INPUT DATA section start

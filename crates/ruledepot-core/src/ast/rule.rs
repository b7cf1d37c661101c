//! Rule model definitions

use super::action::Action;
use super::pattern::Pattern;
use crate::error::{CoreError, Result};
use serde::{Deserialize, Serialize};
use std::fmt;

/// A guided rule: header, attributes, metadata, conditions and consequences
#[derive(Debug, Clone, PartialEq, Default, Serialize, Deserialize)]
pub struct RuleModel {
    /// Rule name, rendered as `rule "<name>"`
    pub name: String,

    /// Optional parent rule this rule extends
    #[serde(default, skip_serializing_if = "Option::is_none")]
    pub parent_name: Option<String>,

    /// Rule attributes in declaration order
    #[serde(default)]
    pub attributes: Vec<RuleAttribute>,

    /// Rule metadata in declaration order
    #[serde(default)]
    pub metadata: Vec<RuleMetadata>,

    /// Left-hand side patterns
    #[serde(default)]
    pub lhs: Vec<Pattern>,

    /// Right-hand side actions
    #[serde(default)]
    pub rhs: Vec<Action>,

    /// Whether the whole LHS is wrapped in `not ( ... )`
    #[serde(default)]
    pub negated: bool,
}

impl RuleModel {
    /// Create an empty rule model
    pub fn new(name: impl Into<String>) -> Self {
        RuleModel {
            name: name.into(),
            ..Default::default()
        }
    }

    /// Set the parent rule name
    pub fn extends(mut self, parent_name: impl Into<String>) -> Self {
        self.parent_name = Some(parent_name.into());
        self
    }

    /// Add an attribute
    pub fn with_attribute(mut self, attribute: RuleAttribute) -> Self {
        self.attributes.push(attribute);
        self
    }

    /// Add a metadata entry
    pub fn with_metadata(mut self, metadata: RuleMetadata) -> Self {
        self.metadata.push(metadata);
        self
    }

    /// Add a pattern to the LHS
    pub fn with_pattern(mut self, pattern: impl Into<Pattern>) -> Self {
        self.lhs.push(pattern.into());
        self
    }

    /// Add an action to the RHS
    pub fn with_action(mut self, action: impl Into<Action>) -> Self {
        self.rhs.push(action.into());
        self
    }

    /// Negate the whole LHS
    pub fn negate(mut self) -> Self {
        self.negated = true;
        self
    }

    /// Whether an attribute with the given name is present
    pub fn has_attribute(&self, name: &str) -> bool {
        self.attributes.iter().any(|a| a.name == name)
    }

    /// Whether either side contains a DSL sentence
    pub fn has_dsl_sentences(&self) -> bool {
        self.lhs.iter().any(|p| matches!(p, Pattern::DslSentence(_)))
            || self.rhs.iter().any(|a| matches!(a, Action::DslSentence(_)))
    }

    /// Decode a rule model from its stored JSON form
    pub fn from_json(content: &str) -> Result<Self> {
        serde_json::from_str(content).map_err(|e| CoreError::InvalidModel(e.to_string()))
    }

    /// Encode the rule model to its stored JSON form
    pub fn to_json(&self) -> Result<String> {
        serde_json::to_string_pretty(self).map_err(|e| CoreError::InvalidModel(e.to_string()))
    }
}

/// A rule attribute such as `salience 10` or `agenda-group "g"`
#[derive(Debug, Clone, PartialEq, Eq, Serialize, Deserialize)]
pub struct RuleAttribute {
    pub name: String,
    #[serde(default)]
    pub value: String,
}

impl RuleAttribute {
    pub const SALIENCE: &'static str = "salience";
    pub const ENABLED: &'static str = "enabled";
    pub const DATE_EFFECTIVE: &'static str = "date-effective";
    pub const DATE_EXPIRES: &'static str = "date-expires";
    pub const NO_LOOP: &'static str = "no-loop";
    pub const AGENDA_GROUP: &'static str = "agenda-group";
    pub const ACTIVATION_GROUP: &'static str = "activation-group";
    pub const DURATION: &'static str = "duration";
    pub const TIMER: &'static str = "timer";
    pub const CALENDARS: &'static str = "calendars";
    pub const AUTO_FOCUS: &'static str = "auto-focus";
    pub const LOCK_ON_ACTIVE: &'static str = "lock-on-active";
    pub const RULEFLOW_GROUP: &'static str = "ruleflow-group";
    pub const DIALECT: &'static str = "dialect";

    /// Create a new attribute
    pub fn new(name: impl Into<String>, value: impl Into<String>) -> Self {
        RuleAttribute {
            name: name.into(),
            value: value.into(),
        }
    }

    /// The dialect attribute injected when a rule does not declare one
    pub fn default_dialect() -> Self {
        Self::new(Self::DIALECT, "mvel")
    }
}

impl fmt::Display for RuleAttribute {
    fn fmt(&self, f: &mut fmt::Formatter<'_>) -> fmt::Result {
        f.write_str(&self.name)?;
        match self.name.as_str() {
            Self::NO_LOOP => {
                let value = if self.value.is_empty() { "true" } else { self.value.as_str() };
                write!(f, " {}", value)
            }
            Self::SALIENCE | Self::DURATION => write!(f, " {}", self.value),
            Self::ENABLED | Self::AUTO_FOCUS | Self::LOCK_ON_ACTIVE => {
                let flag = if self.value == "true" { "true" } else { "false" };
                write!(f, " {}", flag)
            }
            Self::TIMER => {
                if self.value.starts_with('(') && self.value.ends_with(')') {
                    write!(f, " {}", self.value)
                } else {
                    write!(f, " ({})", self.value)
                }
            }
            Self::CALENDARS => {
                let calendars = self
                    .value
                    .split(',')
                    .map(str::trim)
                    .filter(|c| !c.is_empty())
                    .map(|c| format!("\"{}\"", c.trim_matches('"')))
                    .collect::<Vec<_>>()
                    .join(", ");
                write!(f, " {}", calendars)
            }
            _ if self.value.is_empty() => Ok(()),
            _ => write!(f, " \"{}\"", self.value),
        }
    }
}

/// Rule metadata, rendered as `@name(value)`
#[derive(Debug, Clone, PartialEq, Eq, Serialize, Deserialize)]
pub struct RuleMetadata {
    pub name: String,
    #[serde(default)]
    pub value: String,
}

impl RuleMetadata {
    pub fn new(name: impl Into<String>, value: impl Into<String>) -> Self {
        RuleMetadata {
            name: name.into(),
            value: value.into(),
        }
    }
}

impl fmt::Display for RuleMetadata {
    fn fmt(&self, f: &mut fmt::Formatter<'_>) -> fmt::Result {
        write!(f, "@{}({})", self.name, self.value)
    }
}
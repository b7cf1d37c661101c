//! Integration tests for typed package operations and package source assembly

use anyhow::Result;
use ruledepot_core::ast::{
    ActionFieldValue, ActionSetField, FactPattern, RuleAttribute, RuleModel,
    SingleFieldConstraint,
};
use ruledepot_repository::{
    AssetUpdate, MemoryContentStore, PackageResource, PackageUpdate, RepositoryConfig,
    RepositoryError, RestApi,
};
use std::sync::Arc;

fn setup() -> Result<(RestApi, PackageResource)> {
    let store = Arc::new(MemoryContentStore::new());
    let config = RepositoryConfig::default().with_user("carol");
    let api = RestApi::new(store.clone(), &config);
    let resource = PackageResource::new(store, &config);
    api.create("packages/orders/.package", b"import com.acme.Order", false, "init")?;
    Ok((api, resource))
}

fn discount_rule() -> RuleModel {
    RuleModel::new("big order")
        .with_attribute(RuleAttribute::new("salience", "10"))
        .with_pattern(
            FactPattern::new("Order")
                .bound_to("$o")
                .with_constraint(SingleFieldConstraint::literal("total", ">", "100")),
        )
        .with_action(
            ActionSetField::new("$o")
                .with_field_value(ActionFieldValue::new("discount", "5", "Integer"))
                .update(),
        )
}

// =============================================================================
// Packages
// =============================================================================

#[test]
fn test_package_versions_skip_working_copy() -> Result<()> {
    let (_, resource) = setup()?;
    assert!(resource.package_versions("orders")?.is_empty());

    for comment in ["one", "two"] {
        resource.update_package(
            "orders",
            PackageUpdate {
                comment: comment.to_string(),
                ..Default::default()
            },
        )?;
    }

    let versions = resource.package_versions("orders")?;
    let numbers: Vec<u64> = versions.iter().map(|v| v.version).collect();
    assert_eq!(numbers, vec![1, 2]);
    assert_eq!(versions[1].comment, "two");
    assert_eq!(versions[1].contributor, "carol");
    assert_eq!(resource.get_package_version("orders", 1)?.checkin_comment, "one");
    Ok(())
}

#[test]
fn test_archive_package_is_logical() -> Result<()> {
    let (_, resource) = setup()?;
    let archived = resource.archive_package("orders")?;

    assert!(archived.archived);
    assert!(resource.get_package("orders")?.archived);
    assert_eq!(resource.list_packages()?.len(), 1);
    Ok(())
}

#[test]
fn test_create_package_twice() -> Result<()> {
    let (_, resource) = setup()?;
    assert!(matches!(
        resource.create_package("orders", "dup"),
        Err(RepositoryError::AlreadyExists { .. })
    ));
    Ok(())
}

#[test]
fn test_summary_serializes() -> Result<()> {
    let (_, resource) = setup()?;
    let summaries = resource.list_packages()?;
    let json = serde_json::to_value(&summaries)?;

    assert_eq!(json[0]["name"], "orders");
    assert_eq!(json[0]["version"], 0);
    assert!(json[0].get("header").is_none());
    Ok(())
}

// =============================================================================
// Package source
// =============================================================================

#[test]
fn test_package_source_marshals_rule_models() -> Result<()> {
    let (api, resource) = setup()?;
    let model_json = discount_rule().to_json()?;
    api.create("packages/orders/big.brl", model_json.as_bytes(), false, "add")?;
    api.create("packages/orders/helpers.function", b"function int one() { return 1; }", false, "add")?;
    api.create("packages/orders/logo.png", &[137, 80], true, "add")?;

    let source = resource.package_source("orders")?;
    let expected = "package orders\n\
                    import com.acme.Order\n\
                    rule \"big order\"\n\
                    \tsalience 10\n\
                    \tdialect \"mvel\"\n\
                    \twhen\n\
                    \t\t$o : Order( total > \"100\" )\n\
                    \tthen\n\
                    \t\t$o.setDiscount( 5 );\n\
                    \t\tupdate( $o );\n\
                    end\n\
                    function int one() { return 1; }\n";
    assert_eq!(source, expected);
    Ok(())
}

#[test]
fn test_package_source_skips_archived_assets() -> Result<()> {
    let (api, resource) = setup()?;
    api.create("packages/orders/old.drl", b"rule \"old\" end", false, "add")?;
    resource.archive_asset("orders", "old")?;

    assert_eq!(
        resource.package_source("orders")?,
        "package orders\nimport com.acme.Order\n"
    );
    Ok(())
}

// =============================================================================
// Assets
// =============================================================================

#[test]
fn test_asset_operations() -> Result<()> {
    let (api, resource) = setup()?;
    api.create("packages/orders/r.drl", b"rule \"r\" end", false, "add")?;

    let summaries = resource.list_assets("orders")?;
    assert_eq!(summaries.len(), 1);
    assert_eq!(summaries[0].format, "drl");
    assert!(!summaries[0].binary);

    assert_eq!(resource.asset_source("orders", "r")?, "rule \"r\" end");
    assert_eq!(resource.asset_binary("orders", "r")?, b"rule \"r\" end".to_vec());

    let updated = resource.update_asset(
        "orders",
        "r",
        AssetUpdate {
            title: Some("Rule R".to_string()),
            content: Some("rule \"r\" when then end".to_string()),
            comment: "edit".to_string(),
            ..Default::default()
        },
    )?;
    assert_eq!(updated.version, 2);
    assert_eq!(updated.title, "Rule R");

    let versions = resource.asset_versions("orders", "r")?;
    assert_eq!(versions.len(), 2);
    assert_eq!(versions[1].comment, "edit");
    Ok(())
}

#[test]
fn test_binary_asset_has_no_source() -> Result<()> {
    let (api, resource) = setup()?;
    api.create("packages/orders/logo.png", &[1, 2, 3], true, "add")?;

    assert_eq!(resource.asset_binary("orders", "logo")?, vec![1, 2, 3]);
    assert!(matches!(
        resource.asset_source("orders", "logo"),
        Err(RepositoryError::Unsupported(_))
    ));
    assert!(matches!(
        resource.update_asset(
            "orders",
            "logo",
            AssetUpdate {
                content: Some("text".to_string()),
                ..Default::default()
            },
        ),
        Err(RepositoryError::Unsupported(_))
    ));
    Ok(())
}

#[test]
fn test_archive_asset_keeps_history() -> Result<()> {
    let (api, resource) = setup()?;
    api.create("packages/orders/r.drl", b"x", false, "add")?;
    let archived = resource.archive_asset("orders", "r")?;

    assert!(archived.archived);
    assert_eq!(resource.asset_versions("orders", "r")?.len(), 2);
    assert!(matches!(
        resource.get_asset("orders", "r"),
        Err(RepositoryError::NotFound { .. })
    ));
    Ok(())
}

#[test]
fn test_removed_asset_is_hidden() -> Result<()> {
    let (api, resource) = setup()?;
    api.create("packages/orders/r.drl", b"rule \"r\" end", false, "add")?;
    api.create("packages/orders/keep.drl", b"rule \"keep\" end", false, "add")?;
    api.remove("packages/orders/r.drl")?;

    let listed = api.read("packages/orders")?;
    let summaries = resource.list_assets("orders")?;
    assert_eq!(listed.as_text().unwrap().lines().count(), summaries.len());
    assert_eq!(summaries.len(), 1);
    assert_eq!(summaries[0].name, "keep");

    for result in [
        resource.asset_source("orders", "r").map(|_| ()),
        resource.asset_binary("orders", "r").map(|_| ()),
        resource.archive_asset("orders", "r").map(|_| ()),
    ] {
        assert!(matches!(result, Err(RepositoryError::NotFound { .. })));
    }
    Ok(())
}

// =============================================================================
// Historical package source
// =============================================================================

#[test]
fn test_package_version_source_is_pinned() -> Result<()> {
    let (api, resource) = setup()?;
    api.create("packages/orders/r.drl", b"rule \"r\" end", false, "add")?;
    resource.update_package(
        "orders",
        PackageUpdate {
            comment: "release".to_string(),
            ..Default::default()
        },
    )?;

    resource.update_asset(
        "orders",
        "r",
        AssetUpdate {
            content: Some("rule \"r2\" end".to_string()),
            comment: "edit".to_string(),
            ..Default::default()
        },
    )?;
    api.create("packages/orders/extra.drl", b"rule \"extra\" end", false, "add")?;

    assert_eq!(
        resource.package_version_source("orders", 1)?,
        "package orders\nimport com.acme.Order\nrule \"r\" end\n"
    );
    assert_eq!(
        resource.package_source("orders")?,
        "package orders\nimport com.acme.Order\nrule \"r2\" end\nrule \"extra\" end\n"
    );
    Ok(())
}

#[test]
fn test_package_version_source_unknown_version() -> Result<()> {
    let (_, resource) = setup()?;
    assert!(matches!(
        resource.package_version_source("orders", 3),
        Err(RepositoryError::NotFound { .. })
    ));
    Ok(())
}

INPUT DATA section end

* **THE PROBLEM**: Reproduce each line from the data that has "TIMER" in it.

* **YOUR RESPONSE**:
    pub const TIMER: &'static str = "timer";
            Self::TIMER => {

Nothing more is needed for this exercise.